WHAT YOU WILL DO
In your answer, transcribe all of the data exactly.

Collected data:

use secrecy::{ExposeSecret, SecretString};
use serde::Deserialize;
use std::path::Path;

use crate::{ArchFlowError, Result};

const CONFIG_FILE: &str = "archflow.toml";

/// Main configuration for ArchFlow.
///
/// Every section has serde defaults so a missing or partial config file still
/// yields a runnable server. Environment variables override file values for
/// the secrets (`JWT_SECRET`, `GEMINI_API_KEY`) and the listen port (`PORT`).
#[derive(Debug, Clone, Deserialize, Default)]
pub struct ArchFlowConfig {
    #[serde(default)]
    pub server: ServerConfig,

    #[serde(default)]
    pub auth: AuthConfig,

    #[serde(default)]
    pub ai: AiConfig,

    #[serde(default)]
    pub cors: CorsConfig,

    #[serde(default)]
    pub storage: StorageConfig,
}

#[derive(Debug, Clone, Deserialize)]
pub struct ServerConfig {
    #[serde(default = "default_host")]
    pub host: String,

    #[serde(default = "default_port")]
    pub port: u16,
}

impl Default for ServerConfig {
    fn default() -> Self {
        Self {
            host: default_host(),
            port: default_port(),
        }
    }
}

#[derive(Debug, Clone, Deserialize)]
pub struct AuthConfig {
    /// HS256 signing secret. The built-in default is for development only.
    #[serde(default = "default_jwt_secret")]
    pub jwt_secret: SecretString,

    /// Issued-token lifetime in days.
    #[serde(default = "default_token_ttl_days")]
    pub token_ttl_days: i64,
}

impl AuthConfig {
    pub fn jwt_secret(&self) -> &str {
        self.jwt_secret.expose_secret()
    }
}

impl Default for AuthConfig {
    fn default() -> Self {
        Self {
            jwt_secret: default_jwt_secret(),
            token_ttl_days: default_token_ttl_days(),
        }
    }
}

#[derive(Debug, Clone, Deserialize)]
pub struct AiConfig {
    /// Server-side model credential. Callers may supply their own per
    /// request, which takes precedence.
    #[serde(default)]
    pub api_key: Option<String>,

    /// Candidate model identifiers tried in order, newest first.
    #[serde(default = "default_model_candidates")]
    pub model_candidates: Vec<String>,

    #[serde(default = "default_ai_base_url")]
    pub base_url: String,

    /// Bound on each model attempt, in seconds.
    #[serde(default = "default_ai_timeout_secs")]
    pub timeout_secs: u64,

    /// Snippets are cut at this many characters before being sent upstream,
    /// bounding request size and cost.
    #[serde(default = "default_max_snippet_chars")]
    pub max_snippet_chars: usize,
}

impl Default for AiConfig {
    fn default() -> Self {
        Self {
            api_key: None,
            model_candidates: default_model_candidates(),
            base_url: default_ai_base_url(),
            timeout_secs: default_ai_timeout_secs(),
            max_snippet_chars: default_max_snippet_chars(),
        }
    }
}

#[derive(Debug, Clone, Deserialize)]
pub struct CorsConfig {
    /// Origins allowed to call with credentials, in addition to
    /// local-network development hosts.
    #[serde(default = "default_allowed_origins")]
    pub allowed_origins: Vec<String>,
}

impl Default for CorsConfig {
    fn default() -> Self {
        Self {
            allowed_origins: default_allowed_origins(),
        }
    }
}

#[derive(Debug, Clone, Deserialize)]
pub struct StorageConfig {
    /// Path of the flat JSON user database.
    #[serde(default = "default_users_path")]
    pub users_path: String,
}

impl Default for StorageConfig {
    fn default() -> Self {
        Self {
            users_path: default_users_path(),
        }
    }
}

impl ArchFlowConfig {
    /// Loads `archflow.toml` from the working directory when present, then
    /// applies environment overrides. A missing file is not an error.
    pub fn load() -> Result<Self> {
        let mut config = if Path::new(CONFIG_FILE).exists() {
            Self::from_file(Path::new(CONFIG_FILE))?
        } else {
            Self::default()
        };
        config.apply_env_overrides();
        Ok(config)
    }

    pub fn from_file(path: &Path) -> Result<Self> {
        let raw = std::fs::read_to_string(path)?;
        toml::from_str(&raw)
            .map_err(|e| ArchFlowError::Config(format!("failed to parse {}: {}", path.display(), e)))
    }

    fn apply_env_overrides(&mut self) {
        if let Ok(secret) = std::env::var("JWT_SECRET") {
            if !secret.is_empty() {
                self.auth.jwt_secret = SecretString::from(secret);
            }
        }
        if let Ok(key) = std::env::var("GEMINI_API_KEY") {
            if !key.is_empty() {
                self.ai.api_key = Some(key);
            }
        }
        if let Ok(port) = std::env::var("PORT") {
            if let Ok(port) = port.parse() {
                self.server.port = port;
            }
        }
    }
}

fn default_host() -> String {
    "127.0.0.1".to_string()
}

fn default_port() -> u16 {
    3001
}

fn default_jwt_secret() -> SecretString {
    SecretString::from("archflow-dev-secret-change-in-production".to_string())
}

fn default_token_ttl_days() -> i64 {
    7
}

fn default_model_candidates() -> Vec<String> {
    vec![
        "gemini-2.5-flash".to_string(),
        "gemini-2.0-flash".to_string(),
        "gemini-1.5-flash".to_string(),
        "gemini-1.5-pro".to_string(),
    ]
}

fn default_ai_base_url() -> String {
    "https://generativelanguage.googleapis.com/v1beta".to_string()
}

fn default_ai_timeout_secs() -> u64 {
    30
}

fn default_max_snippet_chars() -> usize {
    4000
}

fn default_allowed_origins() -> Vec<String> {
    vec![
        "http://localhost:3000".to_string(),
        "https://archflow.io".to_string(),
    ]
}

fn default_users_path() -> String {
    "users.json".to_string()
}

#[cfg(test)]
mod tests {
    use super::*;

    #[test]
    fn defaults_are_complete() {
        let config = ArchFlowConfig::default();
        assert_eq!(config.server.port, 3001);
        assert_eq!(config.auth.token_ttl_days, 7);
        assert!(config.ai.api_key.is_none());
        assert!(!config.ai.model_candidates.is_empty());
        assert_eq!(config.ai.max_snippet_chars, 4000);
        assert_eq!(config.storage.users_path, "users.json");
    }

    #[test]
    fn partial_toml_fills_missing_sections() {
        let config: ArchFlowConfig = toml::from_str(
            r#"
            [server]
            port = 8080

            [ai]
            model_candidates = ["gemini-2.5-flash"]
            "#,
        )
        .unwrap();

        assert_eq!(config.server.port, 8080);
        assert_eq!(config.server.host, "127.0.0.1");
        assert_eq!(config.ai.model_candidates, vec!["gemini-2.5-flash"]);
        assert_eq!(config.ai.timeout_secs, 30);
        assert_eq!(config.auth.token_ttl_days, 7);
    }

    #[test]
    fn invalid_toml_is_a_config_error() {
        let dir = tempfile::tempdir().unwrap();
        let path = dir.path().join("archflow.toml");
        std::fs::write(&path, "server = not-a-table").unwrap();

        let err = ArchFlowConfig::from_file(&path).unwrap_err();
        assert!(matches!(err, ArchFlowError::Config(_)));
    }
}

OUTPUT OF THE EXERCISE
use secrecy::{ExposeSecret, SecretString};
use serde::Deserialize;
use std::path::Path;

use crate::{ArchFlowError, Result};

const CONFIG_FILE: &str = "archflow.toml";

/// Main configuration for ArchFlow.
///
/// Every section has serde defaults so a missing or partial config file still
/// yields a runnable server. Environment variables override file values for
/// the secrets (`JWT_SECRET`, `GEMINI_API_KEY`) and the listen port (`PORT`).
#[derive(Debug, Clone, Deserialize, Default)]
pub struct ArchFlowConfig {
    #[serde(default)]
    pub server: ServerConfig,

    #[serde(default)]
    pub auth: AuthConfig,

    #[serde(default)]
    pub ai: AiConfig,

    #[serde(default)]
    pub cors: CorsConfig,

    #[serde(default)]
    pub storage: StorageConfig,
}

#[derive(Debug, Clone, Deserialize)]
pub struct ServerConfig {
    #[serde(default = "default_host")]
    pub host: String,

    #[serde(default = "default_port")]
    pub port: u16,
}

impl Default for ServerConfig {
    fn default() -> Self {
        Self {
            host: default_host(),
            port: default_port(),
        }
    }
}

#[derive(Debug, Clone, Deserialize)]
pub struct AuthConfig {
    /// HS256 signing secret. The built-in default is for development only.
    #[serde(default = "default_jwt_secret")]
    pub jwt_secret: SecretString,

    /// Issued-token lifetime in days.
    #[serde(default = "default_token_ttl_days")]
    pub token_ttl_days: i64,
}

impl AuthConfig {
    pub fn jwt_secret(&self) -> &str {
        self.jwt_secret.expose_secret()
    }
}

impl Default for AuthConfig {
    fn default() -> Self {
        Self {
            jwt_secret: default_jwt_secret(),
            token_ttl_days: default_token_ttl_days(),
        }
    }
}

#[derive(Debug, Clone, Deserialize)]
pub struct AiConfig {
    /// Server-side model credential. Callers may supply their own per
    /// request, which takes precedence.
    #[serde(default)]
    pub api_key: Option<String>,

    /// Candidate model identifiers tried in order, newest first.
    #[serde(default = "default_model_candidates")]
    pub model_candidates: Vec<String>,

    #[serde(default = "default_ai_base_url")]
    pub base_url: String,

    /// Bound on each model attempt, in seconds.
    #[serde(default = "default_ai_timeout_secs")]
    pub timeout_secs: u64,

    /// Snippets are cut at this many characters before being sent upstream,
    /// bounding request size and cost.
    #[serde(default = "default_max_snippet_chars")]
    pub max_snippet_chars: usize,
}

impl Default for AiConfig {
    fn default() -> Self {
        Self {
            api_key: None,
            model_candidates: default_model_candidates(),
            base_url: default_ai_base_url(),
            timeout_secs: default_ai_timeout_secs(),
            max_snippet_chars: default_max_snippet_chars(),
        }
    }
}

#[derive(Debug, Clone, Deserialize)]
pub struct CorsConfig {
    /// Origins allowed to call with credentials, in addition to
    /// local-network development hosts.
    #[serde(default = "default_allowed_origins")]
    pub allowed_origins: Vec<String>,
}

impl Default for CorsConfig {
    fn default() -> Self {
        Self {
            allowed_origins: default_allowed_origins(),
        }
    }
}

#[derive(Debug, Clone, Deserialize)]
pub struct StorageConfig {
    /// Path of the flat JSON user database.
    #[serde(default = "default_users_path")]
    pub users_path: String,
}

impl Default for StorageConfig {
    fn default() -> Self {
        Self {
            users_path: default_users_path(),
        }
    }
}

impl ArchFlowConfig {
    /// Loads `archflow.toml` from the working directory when present, then
    /// applies environment overrides. A missing file is not an error.
    pub fn load() -> Result<Self> {
        let mut config = if Path::new(CONFIG_FILE).exists() {
            Self::from_file(Path::new(CONFIG_FILE))?
        } else {
            Self::default()
        };
        config.apply_env_overrides();
        Ok(config)
    }

    pub fn from_file(path: &Path) -> Result<Self> {
        let raw = std::fs::read_to_string(path)?;
        toml::from_str(&raw)
            .map_err(|e| ArchFlowError::Config(format!("failed to parse {}: {}", path.display(), e)))
    }

    fn apply_env_overrides(&mut self) {
        if let Ok(secret) = std::env::var("JWT_SECRET") {
            if !secret.is_empty() {
                self.auth.jwt_secret = SecretString::from(secret);
            }
        }
        if let Ok(key) = std::env::var("GEMINI_API_KEY") {
            if !key.is_empty() {
                self.ai.api_key = Some(key);
            }
        }
        if let Ok(port) = std::env::var("PORT") {
            if let Ok(port) = port.parse() {
                self.server.port = port;
            }
        }
    }
}

fn default_host() -> String {
    "127.0.0.1".to_string()
}

fn default_port() -> u16 {
    3001
}

fn default_jwt_secret() -> SecretString {
    SecretString::from("archflow-dev-secret-change-in-production".to_string())
}

fn default_token_ttl_days() -> i64 {
    7
}

fn default_model_candidates() -> Vec<String> {
    vec![
        "gemini-2.5-flash".to_string(),
        "gemini-2.0-flash".to_string(),
        "gemini-1.5-flash".to_string(),
        "gemini-1.5-pro".to_string(),
    ]
}

fn default_ai_base_url() -> String {
    "https://generativelanguage.googleapis.com/v1beta".to_string()
}

fn default_ai_timeout_secs() -> u64 {
    30
}

fn default_max_snippet_chars() -> usize {
    4000
}

fn default_allowed_origins() -> Vec<String> {
    vec![
        "http://localhost:3000".to_string(),
        "https://archflow.io".to_string(),
    ]
}

fn default_users_path() -> String {
    "users.json".to_string()
}

#[cfg(test)]
mod tests {
    use super::*;

    #[test]
    fn defaults_are_complete() {
        let config = ArchFlowConfig::default();
        assert_eq!(config.server.port, 3001);
        assert_eq!(config.auth.token_ttl_days, 7);
        assert!(config.ai.api_key.is_none());
        assert!(!config.ai.model_candidates.is_empty());
        assert_eq!(config.ai.max_snippet_chars, 4000);
        assert_eq!(config.storage.users_path, "users.json");
    }

    #[test]
    fn partial_toml_fills_missing_sections() {
        let config: ArchFlowConfig = toml::from_str(
            r#"
            [server]
            port = 8080

            [ai]
            model_candidates = ["gemini-2.5-flash"]
            "#,
        )
        .unwrap();

        assert_eq!(config.server.port, 8080);
        assert_eq!(config.server.host, "127.0.0.1");
        assert_eq!(config.ai.model_candidates, vec!["gemini-2.5-flash"]);
        assert_eq!(config.ai.timeout_secs, 30);
        assert_eq!(config.auth.token_ttl_days, 7);
    }

    #[test]
    fn invalid_toml_is_a_config_error() {
        let dir = tempfile::tempdir().unwrap();
        let path = dir.path().join("archflow.toml");
        std::fs::write(&path, "server = not-a-table").unwrap();

        let err = ArchFlowConfig::from_file(&path).unwrap_err();
        assert!(matches!(err, ArchFlowError::Config(_)));
    }
}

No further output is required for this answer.